%%

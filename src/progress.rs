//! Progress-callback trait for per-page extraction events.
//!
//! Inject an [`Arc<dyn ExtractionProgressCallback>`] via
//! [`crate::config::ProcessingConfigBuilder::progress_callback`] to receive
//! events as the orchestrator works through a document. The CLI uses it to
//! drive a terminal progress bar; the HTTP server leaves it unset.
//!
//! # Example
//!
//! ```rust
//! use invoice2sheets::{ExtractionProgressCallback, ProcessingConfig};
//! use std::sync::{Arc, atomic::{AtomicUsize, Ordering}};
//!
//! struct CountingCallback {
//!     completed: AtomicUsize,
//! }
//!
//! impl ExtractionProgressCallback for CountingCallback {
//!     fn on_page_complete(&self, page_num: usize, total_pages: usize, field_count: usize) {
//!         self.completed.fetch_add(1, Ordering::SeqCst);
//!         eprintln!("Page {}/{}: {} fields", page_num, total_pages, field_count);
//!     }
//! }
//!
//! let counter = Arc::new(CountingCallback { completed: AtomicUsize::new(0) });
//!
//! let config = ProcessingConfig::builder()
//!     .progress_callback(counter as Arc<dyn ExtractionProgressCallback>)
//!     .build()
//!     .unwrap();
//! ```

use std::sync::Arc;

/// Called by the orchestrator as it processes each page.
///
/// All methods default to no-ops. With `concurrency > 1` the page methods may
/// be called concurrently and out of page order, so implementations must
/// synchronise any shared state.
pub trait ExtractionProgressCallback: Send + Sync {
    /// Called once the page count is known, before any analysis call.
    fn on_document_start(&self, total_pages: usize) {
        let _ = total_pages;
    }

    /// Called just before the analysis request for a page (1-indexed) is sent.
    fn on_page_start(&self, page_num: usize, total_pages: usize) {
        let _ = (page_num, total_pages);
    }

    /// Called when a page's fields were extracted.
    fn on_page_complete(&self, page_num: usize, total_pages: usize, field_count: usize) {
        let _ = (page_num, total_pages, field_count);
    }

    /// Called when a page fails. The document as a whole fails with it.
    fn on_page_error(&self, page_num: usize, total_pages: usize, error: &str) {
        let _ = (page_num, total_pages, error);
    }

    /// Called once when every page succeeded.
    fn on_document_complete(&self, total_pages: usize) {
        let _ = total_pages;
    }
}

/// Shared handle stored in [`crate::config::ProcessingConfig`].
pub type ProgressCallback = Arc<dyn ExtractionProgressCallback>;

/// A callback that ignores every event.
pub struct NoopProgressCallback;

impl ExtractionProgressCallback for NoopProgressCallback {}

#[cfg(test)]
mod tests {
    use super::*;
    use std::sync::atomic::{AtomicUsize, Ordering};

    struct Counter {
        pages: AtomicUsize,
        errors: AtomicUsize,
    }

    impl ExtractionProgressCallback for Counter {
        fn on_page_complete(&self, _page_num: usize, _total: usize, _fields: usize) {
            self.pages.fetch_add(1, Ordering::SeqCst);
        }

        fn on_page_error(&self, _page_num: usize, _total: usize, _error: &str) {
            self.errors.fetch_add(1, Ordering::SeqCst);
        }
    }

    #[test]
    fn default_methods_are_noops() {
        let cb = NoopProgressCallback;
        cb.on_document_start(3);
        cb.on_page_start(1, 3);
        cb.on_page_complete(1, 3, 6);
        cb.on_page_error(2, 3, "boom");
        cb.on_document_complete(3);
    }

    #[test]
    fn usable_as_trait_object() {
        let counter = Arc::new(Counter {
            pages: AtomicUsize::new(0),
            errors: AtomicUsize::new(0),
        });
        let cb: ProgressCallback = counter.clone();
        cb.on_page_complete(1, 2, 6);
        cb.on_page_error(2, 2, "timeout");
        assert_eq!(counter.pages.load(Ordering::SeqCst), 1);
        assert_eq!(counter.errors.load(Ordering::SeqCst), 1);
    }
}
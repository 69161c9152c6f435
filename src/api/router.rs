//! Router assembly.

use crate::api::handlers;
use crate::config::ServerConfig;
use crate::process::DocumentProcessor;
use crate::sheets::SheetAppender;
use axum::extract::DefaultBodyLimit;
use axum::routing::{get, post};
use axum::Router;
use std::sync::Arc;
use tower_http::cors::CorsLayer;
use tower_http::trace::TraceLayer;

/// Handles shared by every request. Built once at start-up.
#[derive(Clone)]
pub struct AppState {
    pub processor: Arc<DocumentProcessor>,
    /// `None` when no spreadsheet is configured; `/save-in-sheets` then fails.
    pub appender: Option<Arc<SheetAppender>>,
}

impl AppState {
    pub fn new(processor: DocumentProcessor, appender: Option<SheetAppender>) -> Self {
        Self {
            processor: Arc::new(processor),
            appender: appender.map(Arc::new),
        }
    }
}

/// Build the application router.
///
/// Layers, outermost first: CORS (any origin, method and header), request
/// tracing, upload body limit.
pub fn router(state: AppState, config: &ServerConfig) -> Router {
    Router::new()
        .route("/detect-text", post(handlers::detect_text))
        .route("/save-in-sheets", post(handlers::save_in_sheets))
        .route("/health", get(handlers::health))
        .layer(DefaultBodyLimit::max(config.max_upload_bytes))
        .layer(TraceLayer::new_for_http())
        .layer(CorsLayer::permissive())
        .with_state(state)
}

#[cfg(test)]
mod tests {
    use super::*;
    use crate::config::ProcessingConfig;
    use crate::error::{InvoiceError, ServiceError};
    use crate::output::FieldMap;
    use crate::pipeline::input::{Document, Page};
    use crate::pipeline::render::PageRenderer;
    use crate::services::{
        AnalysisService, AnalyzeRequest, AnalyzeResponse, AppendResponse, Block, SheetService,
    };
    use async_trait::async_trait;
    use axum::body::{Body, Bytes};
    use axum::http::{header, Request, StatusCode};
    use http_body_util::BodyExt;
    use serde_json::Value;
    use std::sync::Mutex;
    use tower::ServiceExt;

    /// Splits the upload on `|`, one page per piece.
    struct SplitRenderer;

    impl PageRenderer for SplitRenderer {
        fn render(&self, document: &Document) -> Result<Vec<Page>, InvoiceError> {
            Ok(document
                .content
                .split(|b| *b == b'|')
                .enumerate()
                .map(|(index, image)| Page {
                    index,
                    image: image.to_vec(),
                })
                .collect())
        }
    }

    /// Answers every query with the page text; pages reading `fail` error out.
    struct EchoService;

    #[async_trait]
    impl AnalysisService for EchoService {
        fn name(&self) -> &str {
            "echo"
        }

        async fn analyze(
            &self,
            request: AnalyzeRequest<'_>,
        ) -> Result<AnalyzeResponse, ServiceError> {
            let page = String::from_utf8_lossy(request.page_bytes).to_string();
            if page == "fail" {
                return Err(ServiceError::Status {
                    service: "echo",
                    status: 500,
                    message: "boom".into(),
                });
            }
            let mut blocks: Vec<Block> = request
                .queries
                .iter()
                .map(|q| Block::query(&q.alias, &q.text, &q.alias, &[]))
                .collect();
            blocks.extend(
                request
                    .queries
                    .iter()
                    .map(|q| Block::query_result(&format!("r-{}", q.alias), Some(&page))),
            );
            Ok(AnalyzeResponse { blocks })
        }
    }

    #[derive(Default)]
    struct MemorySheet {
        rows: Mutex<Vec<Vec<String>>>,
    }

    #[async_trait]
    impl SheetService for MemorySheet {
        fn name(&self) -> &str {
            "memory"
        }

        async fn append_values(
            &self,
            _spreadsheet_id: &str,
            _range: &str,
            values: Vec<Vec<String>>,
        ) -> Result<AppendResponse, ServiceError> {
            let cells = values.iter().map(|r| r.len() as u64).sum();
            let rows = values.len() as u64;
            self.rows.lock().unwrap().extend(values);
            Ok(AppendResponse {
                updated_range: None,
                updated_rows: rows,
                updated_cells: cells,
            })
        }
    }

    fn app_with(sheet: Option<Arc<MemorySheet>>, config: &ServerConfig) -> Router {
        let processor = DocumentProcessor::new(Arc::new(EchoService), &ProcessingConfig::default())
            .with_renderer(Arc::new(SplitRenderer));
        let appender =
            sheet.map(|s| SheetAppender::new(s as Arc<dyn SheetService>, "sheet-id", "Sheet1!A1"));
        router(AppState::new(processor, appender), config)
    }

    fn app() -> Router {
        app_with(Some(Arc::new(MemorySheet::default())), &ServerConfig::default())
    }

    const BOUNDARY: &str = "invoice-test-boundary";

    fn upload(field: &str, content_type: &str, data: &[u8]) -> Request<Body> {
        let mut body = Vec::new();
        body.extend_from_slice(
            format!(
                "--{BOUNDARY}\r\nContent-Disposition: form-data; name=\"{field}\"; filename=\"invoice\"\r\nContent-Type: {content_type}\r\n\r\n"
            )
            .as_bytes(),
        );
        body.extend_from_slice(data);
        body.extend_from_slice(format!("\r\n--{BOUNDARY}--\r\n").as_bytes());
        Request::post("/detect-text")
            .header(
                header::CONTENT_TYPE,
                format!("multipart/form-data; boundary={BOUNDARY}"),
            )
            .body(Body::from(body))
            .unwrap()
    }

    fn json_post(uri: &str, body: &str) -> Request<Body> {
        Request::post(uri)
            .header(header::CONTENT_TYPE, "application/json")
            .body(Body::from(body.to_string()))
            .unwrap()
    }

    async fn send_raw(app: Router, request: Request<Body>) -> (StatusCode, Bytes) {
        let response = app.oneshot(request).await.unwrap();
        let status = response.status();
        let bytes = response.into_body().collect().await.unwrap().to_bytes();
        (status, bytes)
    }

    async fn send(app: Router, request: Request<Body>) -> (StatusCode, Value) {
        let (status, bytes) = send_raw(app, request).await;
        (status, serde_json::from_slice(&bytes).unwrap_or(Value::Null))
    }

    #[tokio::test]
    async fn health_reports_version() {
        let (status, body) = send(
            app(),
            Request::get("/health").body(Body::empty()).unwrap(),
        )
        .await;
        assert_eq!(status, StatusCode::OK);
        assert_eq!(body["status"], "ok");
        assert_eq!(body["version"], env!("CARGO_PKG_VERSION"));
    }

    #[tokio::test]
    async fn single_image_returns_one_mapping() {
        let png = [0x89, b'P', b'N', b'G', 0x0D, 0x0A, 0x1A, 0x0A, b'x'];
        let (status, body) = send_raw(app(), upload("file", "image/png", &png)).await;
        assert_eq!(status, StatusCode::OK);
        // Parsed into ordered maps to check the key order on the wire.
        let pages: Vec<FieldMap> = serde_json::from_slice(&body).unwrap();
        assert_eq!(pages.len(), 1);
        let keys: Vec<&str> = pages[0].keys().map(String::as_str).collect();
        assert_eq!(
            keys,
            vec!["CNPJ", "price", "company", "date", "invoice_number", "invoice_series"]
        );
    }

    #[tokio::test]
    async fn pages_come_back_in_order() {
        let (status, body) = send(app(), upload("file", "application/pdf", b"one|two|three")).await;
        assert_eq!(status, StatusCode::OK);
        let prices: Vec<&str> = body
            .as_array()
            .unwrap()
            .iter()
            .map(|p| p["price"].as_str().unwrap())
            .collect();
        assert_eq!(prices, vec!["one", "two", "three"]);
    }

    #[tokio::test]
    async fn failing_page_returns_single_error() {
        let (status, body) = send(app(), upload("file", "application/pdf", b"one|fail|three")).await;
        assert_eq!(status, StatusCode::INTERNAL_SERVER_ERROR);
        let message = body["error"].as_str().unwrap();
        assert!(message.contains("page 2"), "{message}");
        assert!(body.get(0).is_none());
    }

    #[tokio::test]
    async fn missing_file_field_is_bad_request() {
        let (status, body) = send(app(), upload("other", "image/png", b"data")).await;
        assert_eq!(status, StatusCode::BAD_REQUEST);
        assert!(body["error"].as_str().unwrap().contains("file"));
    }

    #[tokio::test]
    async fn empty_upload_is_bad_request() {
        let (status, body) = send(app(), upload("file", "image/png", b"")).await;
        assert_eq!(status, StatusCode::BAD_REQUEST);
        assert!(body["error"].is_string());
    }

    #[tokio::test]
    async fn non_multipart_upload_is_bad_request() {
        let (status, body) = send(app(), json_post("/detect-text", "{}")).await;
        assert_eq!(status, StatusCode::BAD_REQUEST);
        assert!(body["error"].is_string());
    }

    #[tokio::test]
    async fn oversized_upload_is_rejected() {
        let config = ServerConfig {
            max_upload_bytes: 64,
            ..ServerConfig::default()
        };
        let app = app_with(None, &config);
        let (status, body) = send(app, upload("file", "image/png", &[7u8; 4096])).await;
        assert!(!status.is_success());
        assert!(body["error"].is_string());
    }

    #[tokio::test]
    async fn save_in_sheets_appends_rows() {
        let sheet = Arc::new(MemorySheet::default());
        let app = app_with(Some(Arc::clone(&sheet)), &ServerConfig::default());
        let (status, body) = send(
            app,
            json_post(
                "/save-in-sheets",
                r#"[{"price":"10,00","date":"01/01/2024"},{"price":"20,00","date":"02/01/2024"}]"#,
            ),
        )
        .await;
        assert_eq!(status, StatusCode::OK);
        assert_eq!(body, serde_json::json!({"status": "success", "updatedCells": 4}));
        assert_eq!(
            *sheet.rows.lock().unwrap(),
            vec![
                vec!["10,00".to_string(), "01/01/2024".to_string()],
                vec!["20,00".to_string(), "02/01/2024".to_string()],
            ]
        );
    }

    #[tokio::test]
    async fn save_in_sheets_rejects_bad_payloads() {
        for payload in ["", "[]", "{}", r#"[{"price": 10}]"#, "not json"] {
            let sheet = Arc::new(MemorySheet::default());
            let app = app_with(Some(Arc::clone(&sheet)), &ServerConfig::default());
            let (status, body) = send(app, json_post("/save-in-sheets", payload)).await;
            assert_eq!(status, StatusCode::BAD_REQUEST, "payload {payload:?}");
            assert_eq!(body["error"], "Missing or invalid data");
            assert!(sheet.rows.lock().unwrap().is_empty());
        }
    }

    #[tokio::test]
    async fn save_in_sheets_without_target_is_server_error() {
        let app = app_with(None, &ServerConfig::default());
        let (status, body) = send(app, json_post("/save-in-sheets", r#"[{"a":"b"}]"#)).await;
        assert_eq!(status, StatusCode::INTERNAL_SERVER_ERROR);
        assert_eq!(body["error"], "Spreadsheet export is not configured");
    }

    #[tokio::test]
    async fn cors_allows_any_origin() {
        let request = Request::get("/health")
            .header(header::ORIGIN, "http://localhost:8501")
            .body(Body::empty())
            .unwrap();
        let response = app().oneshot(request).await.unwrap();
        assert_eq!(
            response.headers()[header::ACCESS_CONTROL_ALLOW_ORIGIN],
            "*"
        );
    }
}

%%

* Instructions to follow:
Search the entries for the word "CorsLayer" and gather every line where it appears.

* Written solution:
use tower_http::cors::CorsLayer;
        .layer(CorsLayer::permissive())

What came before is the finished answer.